Dowsing as practiced today may have originated in Germany during the 15th century, when it was used to find metals. As early as 1518 Martin Luther listed dowsing for metals as an act that broke the first commandment (i.e., as occultism). The 1550 edition of Sebastian Münster's Cosmographia contains a woodcut of a dowser with forked rod in hand walking over a cutaway image of a mining operation. The rod is labelled "Virgula Divina – Glück rüt" (Latin: divine rod; German: fortunate rod or stick), but there is no text accompanying the woodcut. By 1556 Georgius Agricola's treatment of mining and smelting of ore, De Re Metallica, included a detailed description of dowsing for metal ore. In 1662 dowsing was declared to be "superstitious, or rather satanic" by a Jesuit, Gaspar Schott, though he later noted that he wasn't sure that the devil was always responsible for the movement of the rod.
However, history also shows that many official groups have placed their trust in dowsers. German dowsers were apparently invited to assist British miners during the reign of Queen Elizabeth I, and it is claimed that modern military organisations actively employ them. General Patton was said to have used dowsers to find water to replace the wells destroyed by German forces during the Second World War, Similarly, the US Marine Corps apparently used dowsers to find mines laid during the Vietnam War, and the British Army followed suit in the Falklands War.

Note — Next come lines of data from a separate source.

use std::sync::Arc;
use std::time::Duration;

use tokio::sync::watch;
use tokio::time::sleep;
use tracing::{debug, error, info, warn};

use common::{
    ContractType, Error, ExchangeClient, Position, ProtectiveKind, Result, Side, Signal,
};
use strategy::{evaluate, AssetConfig, MarketSnapshot, StrategyMode};

use crate::retry::{call_with_retry, RetryPolicy};

/// Lifecycle states of one asset's trading loop.
///
/// `Failed` is absorbing: only auth errors, unsupported instruments, or
/// invariant violations reach it, and it terminates this worker only.
#[derive(Debug, Clone, Copy, PartialEq, Eq)]
pub enum WorkerState {
    Connecting,
    Idle,
    Fetching,
    Evaluating,
    Entering,
    InPosition,
    Exiting,
    Failed,
}

impl std::fmt::Display for WorkerState {
    fn fmt(&self, f: &mut std::fmt::Formatter<'_>) -> std::fmt::Result {
        let name = match self {
            WorkerState::Connecting => "connecting",
            WorkerState::Idle => "idle",
            WorkerState::Fetching => "fetching",
            WorkerState::Evaluating => "evaluating",
            WorkerState::Entering => "entering",
            WorkerState::InPosition => "in-position",
            WorkerState::Exiting => "exiting",
            WorkerState::Failed => "failed",
        };
        write!(f, "{name}")
    }
}

/// What one tick accomplished; every variant maps to one log line.
#[derive(Debug, Clone, Copy, PartialEq, Eq)]
pub enum TickOutcome {
    /// Data unavailable or a dropped entry — nothing changed this tick.
    Skipped,
    /// Fresh data evaluated, no entry conditions met.
    NoSignal,
    /// A position was opened and protected.
    Entered,
    /// An open position was checked and kept.
    Held,
    /// An open position was flattened.
    Exited,
}

/// One asset's trading loop: fetch → evaluate → enter/hold/exit, forever.
///
/// Owns the only mutable state for its asset — the `Position` — which is
/// replaced wholesale on every transition, never field-patched. All remote
/// reads go through the retry wrapper; order placement is single-shot (a
/// failed entry drops the signal rather than re-firing it).
pub struct Worker {
    cfg: Arc<AssetConfig>,
    client: Arc<dyn ExchangeClient>,
    policy: RetryPolicy,
    shutdown: watch::Receiver<bool>,
    state: WorkerState,
    position: Option<Position>,
}

impl Worker {
    pub fn new(
        cfg: Arc<AssetConfig>,
        client: Arc<dyn ExchangeClient>,
        policy: RetryPolicy,
        shutdown: watch::Receiver<bool>,
    ) -> Self {
        Self {
            cfg,
            client,
            policy,
            shutdown,
            state: WorkerState::Connecting,
            position: None,
        }
    }

    pub fn state(&self) -> WorkerState {
        self.state
    }

    pub fn position(&self) -> Option<&Position> {
        self.position.as_ref()
    }

    /// Verify the instrument before trading it. Anything other than a
    /// linear perpetual is a configuration mistake, not a market hiccup,
    /// so it is fatal for this worker.
    pub async fn connect(&mut self) -> Result<()> {
        self.set_state(WorkerState::Connecting);

        let client = Arc::clone(&self.client);
        let symbol = self.cfg.symbol.clone();
        let info = call_with_retry(&self.policy, &mut self.shutdown, move || {
            let client = Arc::clone(&client);
            let symbol = symbol.clone();
            async move { client.instrument_info(&symbol).await }
        })
        .await
        .map_err(|e| match e {
            // Could not verify the instrument at startup — refuse to trade it
            Error::DataUnavailable => {
                Error::Fatal(format!("could not verify instrument {}", self.cfg.symbol))
            }
            other => other,
        })?;

        if info.contract_type != ContractType::LinearPerpetual {
            return Err(Error::Fatal(format!(
                "{} is not a linear perpetual contract",
                self.cfg.symbol
            )));
        }

        info!(symbol = %self.cfg.symbol, "instrument verified");
        self.set_state(WorkerState::Idle);
        Ok(())
    }

    /// One full pass of the state machine. Transient trouble degrades to
    /// `Skipped`; only `Error::Fatal` and `Error::Shutdown` escape.
    pub async fn tick(&mut self) -> Result<TickOutcome> {
        self.set_state(WorkerState::Fetching);

        let short_tf = self.cfg.short_timeframe.clone();
        let short = match self.fetch_snapshot(&short_tf).await {
            Ok(snapshot) => snapshot,
            Err(Error::DataUnavailable) => return self.skip_tick("short timeframe unavailable"),
            Err(e) => return Err(e),
        };

        // The long-timeframe trend filter is only consulted for entries.
        let long = if self.cfg.mode == StrategyMode::Structural && self.position.is_none() {
            let long_tf = self.cfg.long_timeframe.clone();
            match self.fetch_snapshot(&long_tf).await {
                Ok(snapshot) => Some(snapshot),
                Err(Error::DataUnavailable) => {
                    return self.skip_tick("long timeframe unavailable")
                }
                Err(e) => return Err(e),
            }
        } else {
            None
        };

        self.set_state(WorkerState::Evaluating);
        match self.position.clone() {
            None => match evaluate(&short, long.as_ref(), &self.cfg) {
                Some(signal) => self.enter(signal).await,
                None => {
                    debug!(symbol = %self.cfg.symbol, "no signal");
                    self.set_state(WorkerState::Idle);
                    Ok(TickOutcome::NoSignal)
                }
            },
            Some(position) => {
                if exit_level_crossed(&short, &position) {
                    self.exit(position).await
                } else {
                    debug!(
                        symbol = %self.cfg.symbol,
                        entry = position.entry_price,
                        invalidation = position.invalidation_level,
                        target = position.target_level,
                        "position held"
                    );
                    self.set_state(WorkerState::InPosition);
                    Ok(TickOutcome::Held)
                }
            }
        }
    }

    /// Drive the loop until shutdown or a fatal error.
    pub async fn run(mut self) {
        if let Err(e) = self.connect().await {
            match e {
                Error::Shutdown => return,
                e => {
                    self.fail(e);
                    return;
                }
            }
        }

        loop {
            if *self.shutdown.borrow() {
                info!(symbol = %self.cfg.symbol, "shutdown — worker stopping");
                return;
            }

            match self.tick().await {
                Ok(outcome) => {
                    info!(symbol = %self.cfg.symbol, ?outcome, "tick complete");
                }
                Err(Error::Shutdown) => {
                    info!(symbol = %self.cfg.symbol, "shutdown — worker stopping");
                    return;
                }
                Err(e) => {
                    self.fail(e);
                    return;
                }
            }

            let interval = Duration::from_secs(self.cfg.poll_interval_secs);
            tokio::select! {
                _ = sleep(interval) => {}
                _ = self.shutdown.changed() => {
                    info!(symbol = %self.cfg.symbol, "shutdown — worker stopping");
                    return;
                }
            }
        }
    }

    async fn fetch_snapshot(&mut self, timeframe: &str) -> Result<MarketSnapshot> {
        let client = Arc::clone(&self.client);
        let symbol = self.cfg.symbol.clone();
        let timeframe = timeframe.to_string();
        let limit = self.cfg.lookback;

        let candles = call_with_retry(&self.policy, &mut self.shutdown, move || {
            let client = Arc::clone(&client);
            let symbol = symbol.clone();
            let timeframe = timeframe.clone();
            async move { client.fetch_candles(&symbol, &timeframe, limit).await }
        })
        .await?;

        Ok(MarketSnapshot::from_candles(candles, &self.cfg.strategy))
    }

    /// Open and protect a position. A failed market order drops the signal.
    /// A fill that cannot be protected is flattened immediately — this
    /// worker never carries a position without a resting stop.
    async fn enter(&mut self, signal: Signal) -> Result<TickOutcome> {
        self.set_state(WorkerState::Entering);

        let symbol = self.cfg.symbol.clone();
        let quantity = self.cfg.risk.trade_amount_usd / signal.reference_price;
        let stop_price = signal.invalidation_price;
        let target_price = target_price(&signal, &self.cfg);

        info!(
            symbol = %symbol,
            direction = %signal.direction,
            reference = signal.reference_price,
            notional = self.cfg.risk.trade_amount_usd,
            qty = quantity,
            stop = stop_price,
            target = target_price,
            "entry signal"
        );

        let fill = match self
            .client
            .place_market_order(&symbol, signal.direction, quantity)
            .await
        {
            Ok(fill) => fill,
            Err(e) if e.is_fatal() => return Err(e),
            Err(e) => {
                warn!(symbol = %symbol, error = %e, "entry order failed — dropping signal");
                self.set_state(WorkerState::Idle);
                return Ok(TickOutcome::Skipped);
            }
        };

        let mut protective_order_ids = Vec::with_capacity(2);
        for (trigger, kind) in [
            (stop_price, ProtectiveKind::Stop),
            (target_price, ProtectiveKind::Target),
        ] {
            match self
                .client
                .place_protective_order(&symbol, signal.direction, quantity, trigger, kind)
                .await
            {
                Ok(order_id) => {
                    debug!(symbol = %symbol, %kind, trigger, order_id, "protective order placed");
                    protective_order_ids.push(order_id);
                }
                Err(e) if e.is_fatal() => return Err(e),
                Err(e) => {
                    warn!(symbol = %symbol, %kind, error = %e, "failed to protect position — flattening");
                    return self.flatten_unprotected(signal.direction, quantity).await;
                }
            }
        }

        let entry_price = fill.fill_price;
        self.position = Some(Position {
            side: signal.direction,
            entry_price,
            quantity,
            invalidation_level: signal.invalidation_price,
            target_level: target_price,
            order_id: Some(fill.order_id),
            protective_order_ids,
        });

        info!(
            symbol = %symbol,
            direction = %signal.direction,
            entry = entry_price,
            "entered position"
        );
        self.set_state(WorkerState::InPosition);
        Ok(TickOutcome::Entered)
    }

    /// Undo a fill whose protective orders could not be placed. Reduce-only
    /// so it can at worst leave the account flat.
    async fn flatten_unprotected(&mut self, side: Side, quantity: f64) -> Result<TickOutcome> {
        match self
            .client
            .close_position(&self.cfg.symbol, side, quantity)
            .await
        {
            Ok(_) => {
                warn!(symbol = %self.cfg.symbol, "unprotected position flattened");
            }
            Err(e) if e.is_fatal() => return Err(e),
            Err(e) => {
                // Position may still be open at the venue. This is exactly
                // the order-state corruption the taxonomy calls fatal.
                error!(symbol = %self.cfg.symbol, error = %e, "failed to flatten unprotected position");
                return Err(Error::Fatal(format!(
                    "unprotected position on {} could not be flattened: {e}",
                    self.cfg.symbol
                )));
            }
        }

        self.position = None;
        self.set_state(WorkerState::Idle);
        Ok(TickOutcome::Skipped)
    }

    /// Flatten a position whose invalidation or target level was crossed.
    ///
    /// The close is reduce-only, so if a resting protective order already
    /// filled at the venue this reconciles the bookkeeping instead of
    /// opening a fresh position. Either way the leftover protective orders
    /// are cancelled so they cannot ambush a later entry.
    async fn exit(&mut self, position: Position) -> Result<TickOutcome> {
        self.set_state(WorkerState::Exiting);

        match self
            .client
            .close_position(&self.cfg.symbol, position.side, position.quantity)
            .await
        {
            Ok(Some(fill)) => {
                info!(
                    symbol = %self.cfg.symbol,
                    direction = %position.side,
                    entry = position.entry_price,
                    exit = fill.fill_price,
                    "exited position"
                );
            }
            Ok(None) => {
                info!(
                    symbol = %self.cfg.symbol,
                    direction = %position.side,
                    entry = position.entry_price,
                    "position already closed at the venue — protective order filled"
                );
            }
            Err(e) if e.is_fatal() => return Err(e),
            Err(e) => {
                // Keep the position and try again next tick; the resting
                // protective orders still cover it meanwhile.
                warn!(symbol = %self.cfg.symbol, error = %e, "exit order failed — retrying next tick");
                self.set_state(WorkerState::InPosition);
                return Ok(TickOutcome::Held);
            }
        }

        for order_id in &position.protective_order_ids {
            match self.client.cancel_order(&self.cfg.symbol, order_id).await {
                Ok(()) => {
                    debug!(symbol = %self.cfg.symbol, order_id, "protective order cancelled");
                }
                Err(e) if e.is_fatal() => return Err(e),
                Err(e) => {
                    // Reduce-only, so harmless while flat, but it would
                    // close a future position at this stale trigger.
                    warn!(
                        symbol = %self.cfg.symbol,
                        order_id,
                        error = %e,
                        "failed to cancel protective order — stale trigger left resting"
                    );
                }
            }
        }

        self.position = None;
        self.set_state(WorkerState::Idle);
        Ok(TickOutcome::Exited)
    }

    fn skip_tick(&mut self, reason: &str) -> Result<TickOutcome> {
        warn!(symbol = %self.cfg.symbol, reason, "tick skipped");
        self.set_state(WorkerState::Idle);
        Ok(TickOutcome::Skipped)
    }

    fn fail(&mut self, error: Error) {
        error!(symbol = %self.cfg.symbol, error = %error, "worker failed permanently");
        self.set_state(WorkerState::Failed);
    }

    fn set_state(&mut self, next: WorkerState) {
        if self.state != next {
            debug!(symbol = %self.cfg.symbol, from = %self.state, to = %next, "state transition");
            self.state = next;
        }
    }
}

The method of dowsers seldom varies. They grasp the ends of a forked twig (peach, apple, maple traditionally work best, though some modernists say a bent metal coat hanger works just as well) with palms upward. Another way of dowsing is to use a piece of string with a crystal on the end. The pendulum gently swings and the dowser is subtly guided to what they are looking for. The most impressive display is when dowsers are not even in the area to be searched, and simply use their dowsing technique over a map to locate an object or substance. There are a number of theories as to why the rods move. Some believe it is electromagnetic power or other earth forces. As they begin their search for water, they carry the butt of the stick pointed upward. When they near water, they can feel the pull as the butt end begins to dip downward. When the dowsers are over the water, the twig has been bent straight down, having turned through an arc of 180 degrees. A stick of brittle wood will break under the grip of a dowser as the butt moves downward. Pliable twigs will twist themselves downward despite an effort to hold them straight. However, the most likely explanation is involuntary nerve signals sent to the dowser’s palms.
It is generally accepted that dowsing is not controlled by physical or chemical influences, but more by the psychic ability of the dowser. It is suggested that, over time and with practise, the dowser can improve their talents and success rate. There have been some quite striking results from experienced dowsers. Few manifestations of so-called psychic ability have been more hotly debated than that of dowsing. On the one hand is the pronouncement of the scientific community which declares that locating water by means of a forked stick is utter nonsense, and on the other side of the argument are those men and women who go ahead and locate water with their forked maple twigs, completely impervious to the ridicule visited upon them by the skeptics. They could not care less whether or not a laboratory technician believes that water cannot be found in such a manner. All they know is that it works and that they have been finding water in just that way for years.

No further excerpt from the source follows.